Пользуясь словами того же Баратынского:
Болящий дух врачует песнопенье. Гармонии таинственная власть Тяжелое искупит заблужденье И укротит бунтующую страсть.
Душа певца, согласно излитая, Разрешена от всех своих скорбей; И чистоту поэзия святая И мир отдаст причастнице своей.
Справедливо; однако в этой чеканной формуле таится опасность для начинающих (да и не только начинающих) поэтов. Во-первых, велик соблазн преувеличивать собственные страсти – а то и вообще питаться чужими. К таким стихотворцам обращался Баратынский:
А ваша муза площадная, Тоской заемною мечтая Родить участие в сердцах, Подобна нищей развращенной, Молящей лепты незаконной С чужим ребенком на руках.

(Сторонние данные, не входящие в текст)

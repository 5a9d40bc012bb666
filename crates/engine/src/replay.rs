//! Single-test executor
//!
//! Replays a root context and descends only along the path to one test,
//! so the test observes the setup of its ancestors but nothing a sibling
//! test did. The replay gets a fresh resource scope that is closed when the
//! test finishes.

use crate::dsl::{Container, ContextDsl, ContextOptions, EnterContext, TestUnit, Walk};
use crate::execution::unit_given;
use crate::outcome::catch_body;
use crate::resources::ResourceScope;
use crate::root::RootContext;
use futures::future::BoxFuture;
use nestrun_core::{Context, ContextPath, EngineError, FailureCause, SourceInfo, TestDescription, TestResult};
use std::sync::Arc;
use tracing::{debug, warn};

/// Bookkeeping of one replay walk.
pub(crate) struct ReplayState {
    target: Vec<String>,
    found: Option<BoxFuture<'static, TestResult>>,
    failure: Option<FailureCause>,
}

impl ReplayState {
    fn new(target: Vec<String>) -> Self {
        Self {
            target,
            found: None,
            failure: None,
        }
    }

    pub(crate) fn is_failed(&self) -> bool {
        self.failure.is_some()
    }

    /// Keep the first failure raised while replaying.
    pub(crate) fn fail(&mut self, cause: FailureCause) {
        self.failure.get_or_insert(cause);
    }

    fn path_to(container: &Container, name: &str) -> Vec<String> {
        let mut path = container.context.path();
        path.push(name.to_string());
        path
    }

    pub(crate) fn visit_test(
        &mut self,
        container: &Container,
        name: String,
        source: SourceInfo,
        unit: TestUnit<'_>,
    ) {
        if self.found.is_some() || Self::path_to(container, &name) != self.target {
            return;
        }
        let test = TestDescription::new(&container.context, name, Some(source));
        self.found = Some(unit(test, Arc::clone(&container.scope), true));
    }

    pub(crate) fn visit_context<E: EnterContext>(
        &mut self,
        container: &Container,
        name: String,
        options: ContextOptions,
        source: SourceInfo,
        child: E,
    ) {
        let path = Self::path_to(container, &name);
        if self.found.is_some()
            || options.ignored.is_some()
            || path.len() >= self.target.len()
            || !self.target.starts_with(&path)
        {
            return;
        }
        let isolation = container.context.isolation() && options.isolation != Some(false);
        let context = Context::child(&container.context, name, Some(source), isolation);
        let inner = Container::new(context, Arc::clone(&container.scope), true, true);
        let (outcome, _) = child.enter(Walk::Replay(&mut *self), inner);
        if let Err(cause) = outcome {
            self.fail(cause);
        }
    }
}

/// Runs exactly one test of a root context by replaying the root.
pub struct SingleTestExecutor {
    root: RootContext,
    target: ContextPath,
    scope: Arc<ResourceScope>,
}

impl SingleTestExecutor {
    /// Executor for the test at `target` inside `root`.
    pub fn new(root: &RootContext, target: ContextPath) -> Self {
        Self::with_scope(root, target, Arc::new(ResourceScope::new()))
    }

    pub(crate) fn with_scope(root: &RootContext, target: ContextPath, scope: Arc<ResourceScope>) -> Self {
        Self {
            root: root.clone(),
            target,
            scope,
        }
    }

    /// Replay the root and run the target test.
    ///
    /// Failures of the replayed bodies become the test's failure. A target
    /// that the replay never reaches yields [`EngineError::TestNotFound`].
    pub async fn execute(self) -> TestResult {
        let found = match self.replay() {
            Ok(found) => found,
            Err(cause) => {
                debug!(target: "nestrun::walker", test = %self.target, error = %cause, "replay failed");
                self.close_scope();
                return TestResult::failure(cause);
            }
        };
        match found {
            Some(unit) => unit.await,
            None => {
                self.close_scope();
                TestResult::failure(EngineError::TestNotFound {
                    test: self.target.to_string(),
                })
            }
        }
    }

    fn replay(&self) -> Result<Option<BoxFuture<'static, TestResult>>, FailureCause> {
        let mut state = ReplayState::new(self.target.names());
        let container = Container::new(self.root.context(), Arc::clone(&self.scope), true, true);
        let mut dsl = ContextDsl::new(Walk::Replay(&mut state), container, unit_given());
        let outcome = catch_body(|| self.root.body().call(&mut dsl));
        drop(dsl);
        outcome?;
        match state.failure {
            Some(cause) => Err(cause),
            None => Ok(state.found),
        }
    }

    fn close_scope(&self) {
        if let Err(cause) = self.scope.close_auto_closeables() {
            warn!(target: "nestrun::walker", test = %self.target, error = %cause, "closing replay resources failed");
        }
    }
}
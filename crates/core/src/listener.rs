//! Execution listener
//!
//! Callers observe discovery and execution through this trait. Every method
//! has a no-op default so implementations only override what they need.
//! Events are delivered in temporal order and may interleave across tests.

use crate::context::{Context, TestDescription};
use crate::result::TestResult;

/// Observer of discovery and execution events.
pub trait ExecutionListener: Send + Sync {
    /// A test was registered for the first time.
    fn test_discovered(&self, _test: &TestDescription) {}

    /// A context was registered for the first time.
    fn context_discovered(&self, _context: &Context) {}

    /// A test body is about to run.
    fn test_started(&self, _test: &TestDescription) {}

    /// A test produced its result.
    fn test_finished(&self, _test: &TestDescription, _result: &TestResult) {}
}

/// Listener that ignores every event.
#[derive(Debug, Clone, Copy, Default)]
pub struct NoopListener;

impl ExecutionListener for NoopListener {}
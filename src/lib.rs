//! nestrun - concurrent execution engine for nested test suites
//!
//! A suite is a list of root contexts. Each root context is a function
//! that declares tests and child contexts on a [`ContextDsl`]. The engine
//! discovers the whole tree, runs every test concurrently and reports the
//! results in declaration order.
//!
//! # Quick Start
//!
//! ```ignore
//! use nestrun::{RunConfig, Suite};
//!
//! let suite = Suite::from_fn(|ctx| {
//!     ctx.test("adds", |_, ()| async { assert_eq!(1 + 1, 2) });
//!     ctx.describe("a child", |ctx| {
//!         ctx.test("runs against fresh setup", |_, ()| async {});
//!     });
//! });
//! let result = suite.run(&RunConfig::default()).await?;
//! assert!(result.all_ok());
//! ```
//!
//! # Isolation
//!
//! Contexts are isolated unless declared otherwise: every test of an
//! isolated context sees freshly re-run setup, which the engine achieves by
//! replaying the declaration from the root.

pub use nestrun_core::*;
pub use nestrun_engine::*;
//! Engine integration tests
//!
//! Each module drives whole suites through the public API and checks
//! discovery, isolation, filtering, failure handling and teardown.

#[path = "../common/mod.rs"]
mod common;

mod filtering;
mod isolation;
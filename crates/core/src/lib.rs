//! Core types for nestrun
//!
//! This crate defines the vocabulary shared by the engine and its callers:
//! - Context, ContextPath, TestDescription: identities in the test tree
//! - TestResult, FailureCause: test outcomes
//! - TestFilter: path predicates deciding what gets visited
//! - ExecutionListener: discovery and execution events
//! - Error: declaration-level and suite-level errors

#![warn(missing_docs)]
#![warn(clippy::all)]

pub mod context;
pub mod error;
pub mod filter;
pub mod listener;
pub mod result;

pub use context::{Context, ContextPath, SourceInfo, TestDescription, PATH_SEPARATOR};
pub use error::{EngineError, SuiteError};
pub use filter::{parse_filter_string, ExecuteAllTests, StringListTestFilter, TestFilter};
pub use listener::{ExecutionListener, NoopListener};
pub use result::{FailureCause, TestPlusResult, TestResult};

Вспомним опус четырнадцатилетнего юноши, впоследствии ставшего лучшим русским поэтом:
Я пережил свои желанья, Я разлюбил свои мечты; Остались мне одни страданья, Плоды сердечной пустоты. Под бурями судьбы жестокой Увял цветущий мой венец – Живу печальный, одинокой, И жду: придет ли мой конец?
Так, поздним хладом пораженный, Как бури слышен зимний свист, Один – на ветке обнаженной Трепещет запоздалый лист!..
Во-вторых, случается, что поэт подспудно радуется своим страданиям как источнику вдохновения; не говоря уж о безнравственности подобных ощущений, стихи в таком случае обыкновенно выходят негодные. В-третьих, при всем сказанном выше, мы живые люди, и чрезмерное страдание вряд ли может оказаться питательной почвой для лирических упражнений. Оно прокладывает себе дорогу в поэзию другими, окольными путями, входя в состав жизненного опыта. Казалось бы, самые драгоценные стихи должен писать поэт умирающий или лишившийся любимого ребенка – но нет, когда гремят пушки, музы молчат; на смерть любимой дочери Цветаева откликнулась всего одним стихотворением.
Здесь возможности поэзии заканчиваются; здесь, как это ни печально, усмотреть гармонию невозможно. Впрочем, Петрарка или Тютчев бы с нами не согласились.